Lucene is a search engine, but it can do more than just that. Calculating scores representing the relevancy of a search result in comparison to another and thus ordering the results is just as much a core feature of the framework as is indexing and searching. And just like any other aspect of Lucene, the defaults for sorting and scoring may work well for many use cases, it's very well possible to customize almost every aspect of it if what Lucene delivers by default is not what is wanted. However there are some scenarios which seem to be considerable harder to achieve, one of which I want to showcase in this post.

In this post I describe a solution I developed for a Use Case where the main factor for sorting are metadata. That metadata are numerical values which each correspond to an indexed field, and the higher that value, the more the field is worth. A field's "worth" should then be considered in the sort scoring.

More concretely I index a bunch of employees, along with their technological skills. These skills on one hand have a name (i.e. "Java" or "Entity Framework") and a skill grade which ranges from 1 (Junior) to 5 (Senior Expert). The search function should allow to search for employees with certain skills, and order the results by skill grade descending, so that the most proficient employees appear first. However, as Lucene is a full text search engine and there are many skills with similar names (i.e. "java" might match on the skills "Java", "Java SE", "Javascript" and so on) there may be multiple matching skills whose skillgrades influence the sort order. Different kinds of searches can be explicitly or implicitly executed, namely Exact queries (Term and PhraseQueries) as well as Wildcard- and FuzzyQueries.

Concept

Before heading straight into the code it's not a bad idea to concisely spell out what the target is, i.e. how the scores should come about to be calculated respectively which factors should influence the score.

The concept for this Use Case is, that when an employee has a skill which matches to the search term, the score should be increased by the skill grade. Thus during a search for "java", a junior Java developer would get a score of 1 while a senior expert in Java should get a score of 5. This is done for every matching skill, so an employee with two matching skills, one with a skill grade 5 and one with skill grade 3 would get a score of 8 (= 5 + 3).

Depending on what type of Query matched on a skill, an additional factor is used which should boost exact queries and "nerf" unexact queries.
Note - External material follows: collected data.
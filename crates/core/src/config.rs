//! Settings file support.
//!
//! Settings live in a line-oriented `key: value` file, by default
//! `~/.config/chumon/config.txt`:
//!
//! ```text
//! # chumon settings
//! timeout: 30
//! max_attempts: 4
//! tax_rate: 0.10
//! policy: collect-all
//! sheet: 注文内容
//! user_agent: Mozilla/5.0 (compatible; chumon)
//! http_header(Accept-Language): ja-JP,ja;q=0.9
//! delay(amazon): 8
//! ```
//!
//! Command-line flags override anything set here.

use std::collections::HashMap;
use std::io::{BufRead, BufReader};
use std::path::{Path, PathBuf};
use std::time::Duration;

use crate::batch::{BatchConfig, FailurePolicy};
use crate::fetch::FetchConfig;
use crate::reconcile::TaxRate;
use crate::sites::Site;
use crate::{ChumonError, Result};

/// One line of a settings file.
#[derive(Debug, Clone, PartialEq)]
pub enum Setting {
    /// Request timeout in seconds
    Timeout(u64),
    MaxAttempts(u32),
    TaxRate(TaxRate),
    Policy(FailurePolicy),
    Sheet(String),
    UserAgent(String),
    HttpHeader(String, String),
    /// Polite delay override for one site
    Delay(Site, Duration),
}

/// Settings collected from a file.
#[derive(Debug, Clone, Default, PartialEq)]
pub struct AppConfig {
    pub timeout: Option<u64>,
    pub max_attempts: Option<u32>,
    pub tax_rate: Option<TaxRate>,
    pub policy: Option<FailurePolicy>,
    pub sheet: Option<String>,
    pub user_agent: Option<String>,
    pub http_headers: Vec<(String, String)>,
    pub site_delays: HashMap<Site, Duration>,
}

impl AppConfig {
    pub fn new() -> Self {
        Self::default()
    }

    /// Applies one setting. Later values replace earlier ones, headers with
    /// the same name included.
    pub fn add_setting(&mut self, setting: Setting) {
        match setting {
            Setting::Timeout(secs) => self.timeout = Some(secs),
            Setting::MaxAttempts(n) => self.max_attempts = Some(n),
            Setting::TaxRate(rate) => self.tax_rate = Some(rate),
            Setting::Policy(policy) => self.policy = Some(policy),
            Setting::Sheet(name) => self.sheet = Some(name),
            Setting::UserAgent(ua) => self.user_agent = Some(ua),
            Setting::HttpHeader(name, value) => {
                self.http_headers.retain(|(existing, _)| !existing.eq_ignore_ascii_case(&name));
                self.http_headers.push((name, value));
            }
            Setting::Delay(site, delay) => {
                self.site_delays.insert(site, delay);
            }
        }
    }

    /// HTTP settings with defaults for anything not set.
    pub fn fetch_config(&self) -> FetchConfig {
        let defaults = FetchConfig::default();
        FetchConfig {
            timeout: self.timeout.unwrap_or(defaults.timeout),
            max_attempts: self.max_attempts.unwrap_or(defaults.max_attempts),
            user_agent: self.user_agent.clone().unwrap_or(defaults.user_agent),
            headers: self.http_headers.clone(),
        }
    }

    /// Batch settings with defaults for anything not set.
    pub fn batch_config(&self) -> BatchConfig {
        BatchConfig {
            policy: self.policy.unwrap_or_default(),
            tax_rate: self.tax_rate.unwrap_or_default(),
            site_delays: self.site_delays.clone(),
            ..Default::default()
        }
    }
}

/// Parses a single `key: value` line.
pub fn parse_setting(line: &str) -> Result<Setting> {
    let line = line.trim();
    let (key, value) = line
        .split_once(':')
        .ok_or_else(|| ChumonError::ConfigError(format!("Invalid setting format: {line}")))?;
    let key = key.trim();
    let value = value.trim();

    match key {
        "timeout" => Ok(Setting::Timeout(parse_number(key, value)?)),
        "max_attempts" => {
            let attempts: u32 = parse_number(key, value)?;
            if attempts == 0 {
                return Err(ChumonError::ConfigError("max_attempts must be at least 1".to_string()));
            }
            Ok(Setting::MaxAttempts(attempts))
        }
        "tax_rate" => Ok(Setting::TaxRate(TaxRate::from_fraction(parse_number(key, value)?)?)),
        "policy" => Ok(Setting::Policy(value.parse()?)),
        "sheet" => non_empty(key, value).map(Setting::Sheet),
        "user_agent" => non_empty(key, value).map(Setting::UserAgent),
        _ => {
            if let Some(name) = key.strip_prefix("http_header(").and_then(|s| s.strip_suffix(')')) {
                Ok(Setting::HttpHeader(name.trim().to_string(), value.to_string()))
            } else if let Some(site) = key.strip_prefix("delay(").and_then(|s| s.strip_suffix(')')) {
                let secs: f64 = parse_number(key, value)?;
                let delay = Duration::try_from_secs_f64(secs)
                    .map_err(|e| ChumonError::ConfigError(format!("Invalid delay {value}: {e}")))?;
                Ok(Setting::Delay(site.parse()?, delay))
            } else {
                Err(ChumonError::ConfigError(format!("Unknown setting: {key}")))
            }
        }
    }
}

fn parse_number<T: std::str::FromStr>(key: &str, value: &str) -> Result<T> {
    value
        .parse()
        .map_err(|_| ChumonError::ConfigError(format!("Invalid number for {key}: {value}")))
}

fn non_empty(key: &str, value: &str) -> Result<String> {
    if value.is_empty() {
        Err(ChumonError::ConfigError(format!("{key} must not be empty")))
    } else {
        Ok(value.to_string())
    }
}

/// Settings file parser
#[derive(Debug)]
pub struct ConfigParser;

impl ConfigParser {
    /// Parse a settings file
    pub fn parse_file<P: AsRef<Path>>(path: P) -> Result<AppConfig> {
        let path = path.as_ref();
        if !path.exists() {
            return Err(ChumonError::FileNotFound(path.to_path_buf()));
        }
        let file = std::fs::File::open(path)
            .map_err(|e| ChumonError::ConfigError(format!("Cannot open file {}: {}", path.display(), e)))?;

        Self::parse_reader(BufReader::new(file))
    }

    /// Parse settings from a reader
    pub fn parse_reader<R: BufRead>(reader: R) -> Result<AppConfig> {
        let mut config = AppConfig::new();

        for (index, line) in reader.lines().enumerate() {
            let line_number = index + 1;
            let line =
                line.map_err(|e| ChumonError::ConfigError(format!("Read error at line {}: {}", line_number, e)))?;
            Self::apply_line(&mut config, &line, line_number)?;
        }

        Ok(config)
    }

    /// Parse settings from a string
    pub fn parse_string(content: &str) -> Result<AppConfig> {
        let mut config = AppConfig::new();

        for (index, line) in content.lines().enumerate() {
            Self::apply_line(&mut config, line, index + 1)?;
        }

        Ok(config)
    }

    fn apply_line(config: &mut AppConfig, line: &str, line_number: usize) -> Result<()> {
        let line = line.trim();
        if line.is_empty() || line.starts_with('#') {
            return Ok(());
        }

        match parse_setting(line) {
            Ok(setting) => {
                config.add_setting(setting);
                Ok(())
            }
            Err(e) => Err(ChumonError::ConfigError(format!("Parse error at line {}: {}", line_number, e))),
        }
    }
}

/// `~/.config/chumon/config.txt`
pub fn default_config_path() -> Option<PathBuf> {
    dirs::home_dir().map(|home| home.join(".config").join("chumon").join("config.txt"))
}

/// Loads settings from `explicit`, or from the default location.
///
/// A missing default file yields empty settings. A missing explicit file is
/// an error.
pub fn load_config(explicit: Option<&Path>) -> Result<AppConfig> {
    match explicit {
        Some(path) => ConfigParser::parse_file(path),
        None => match default_config_path() {
            Some(path) if path.exists() => {
                tracing::debug!(path = %path.display(), "loading settings");
                ConfigParser::parse_file(path)
            }
            _ => Ok(AppConfig::new()),
        },
    }
}

#[cfg(test)]
mod tests {
    use super::*;
    use std::io::Cursor;
    use tempfile::TempDir;

    #[test]
    fn test_parse_string_basic() {
        let content = r#"
# Example settings
timeout: 30
max_attempts: 5
tax_rate: 0.08
policy: collect-all
sheet: 発注
"#;

        let config = ConfigParser::parse_string(content).unwrap();

        assert_eq!(config.timeout, Some(30));
        assert_eq!(config.max_attempts, Some(5));
        assert_eq!(config.tax_rate, Some(TaxRate::from_basis_points(800)));
        assert_eq!(config.policy, Some(FailurePolicy::CollectAll));
        assert_eq!(config.sheet.as_deref(), Some("発注"));
    }

    #[test]
    fn test_parse_string_http_headers() {
        let content = r#"
http_header(Accept-Language): en-US
http_header(Cookie): session=abc
http_header(accept-language): ja-JP
"#;

        let config = ConfigParser::parse_string(content).unwrap();

        assert_eq!(config.http_headers.len(), 2);
        assert!(config.http_headers.contains(&("accept-language".to_string(), "ja-JP".to_string())));
        assert!(config.http_headers.contains(&("Cookie".to_string(), "session=abc".to_string())));
    }

    #[test]
    fn test_value_may_contain_colons() {
        let config = ConfigParser::parse_string("user_agent: Mozilla/5.0 (X11; rv:120.0)").unwrap();
        assert_eq!(config.user_agent.as_deref(), Some("Mozilla/5.0 (X11; rv:120.0)"));
    }

    #[test]
    fn test_parse_site_delay() {
        let config = ConfigParser::parse_string("delay(amazon): 7.5\ndelay(akizuki): 0").unwrap();
        assert_eq!(config.site_delays.get(&Site::Amazon), Some(&Duration::from_millis(7500)));
        assert_eq!(config.site_delays.get(&Site::Akizuki), Some(&Duration::ZERO));
    }

    #[test]
    fn test_parse_error_names_line() {
        let content = "timeout: 10\n\nmax_attempts: many\n";
        let err = ConfigParser::parse_string(content).unwrap_err();
        assert!(err.to_string().contains("line 3"));
    }

    #[test]
    fn test_parse_invalid_settings() {
        assert!(parse_setting("no colon here").is_err());
        assert!(parse_setting("colour: blue").is_err());
        assert!(parse_setting("max_attempts: 0").is_err());
        assert!(parse_setting("tax_rate: 2").is_err());
        assert!(parse_setting("delay(rakuten): 1").is_err());
        assert!(parse_setting("delay(amazon): -1").is_err());
        assert!(parse_setting("sheet:").is_err());
    }

    #[test]
    fn test_parse_reader() {
        let config = ConfigParser::parse_reader(Cursor::new("timeout: 5\n# done\n")).unwrap();
        assert_eq!(config.timeout, Some(5));
    }

    #[test]
    fn test_fetch_and_batch_config_defaults() {
        let config = AppConfig::new();
        let fetch = config.fetch_config();
        assert_eq!(fetch.timeout, 20);
        assert_eq!(fetch.max_attempts, 3);

        let batch = config.batch_config();
        assert_eq!(batch.policy, FailurePolicy::FailFast);
        assert_eq!(batch.tax_rate, TaxRate::STANDARD);
    }

    #[test]
    fn test_load_explicit_file() {
        let dir = TempDir::new().unwrap();
        let path = dir.path().join("config.txt");
        std::fs::write(&path, "timeout: 45\n").unwrap();

        let config = load_config(Some(&path)).unwrap();
        assert_eq!(config.fetch_config().timeout, 45);
    }

    #[test]
    fn test_load_missing_explicit_file() {
        let result = load_config(Some(Path::new("/nonexistent/chumon/config.txt")));
        assert!(matches!(result, Err(ChumonError::FileNotFound(_))));
    }
}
Creating a custom Similarity

One might expect that the way Lucene calculates Scores by default is a simple one. It is not. The scoring formula consists of many terms which again are resolved by mostly non-trivial calculations. A detailed description of how the scoring function looks can be found here: https://lucene.apache.org/core/3_0_3/api/core/org/apache/lucene/search/Similarity.html

There's many terms which should not play a role in this Use Cases' scoring, such as the query norm or length norm, or the inverse document frequency. In order to cancel these out of the formula they need to be set to constant 1. What should remain are the Term Frequency (how often a matching term appears in the document) and the boost (used to boost matches by skill grade and apply the query boosts.)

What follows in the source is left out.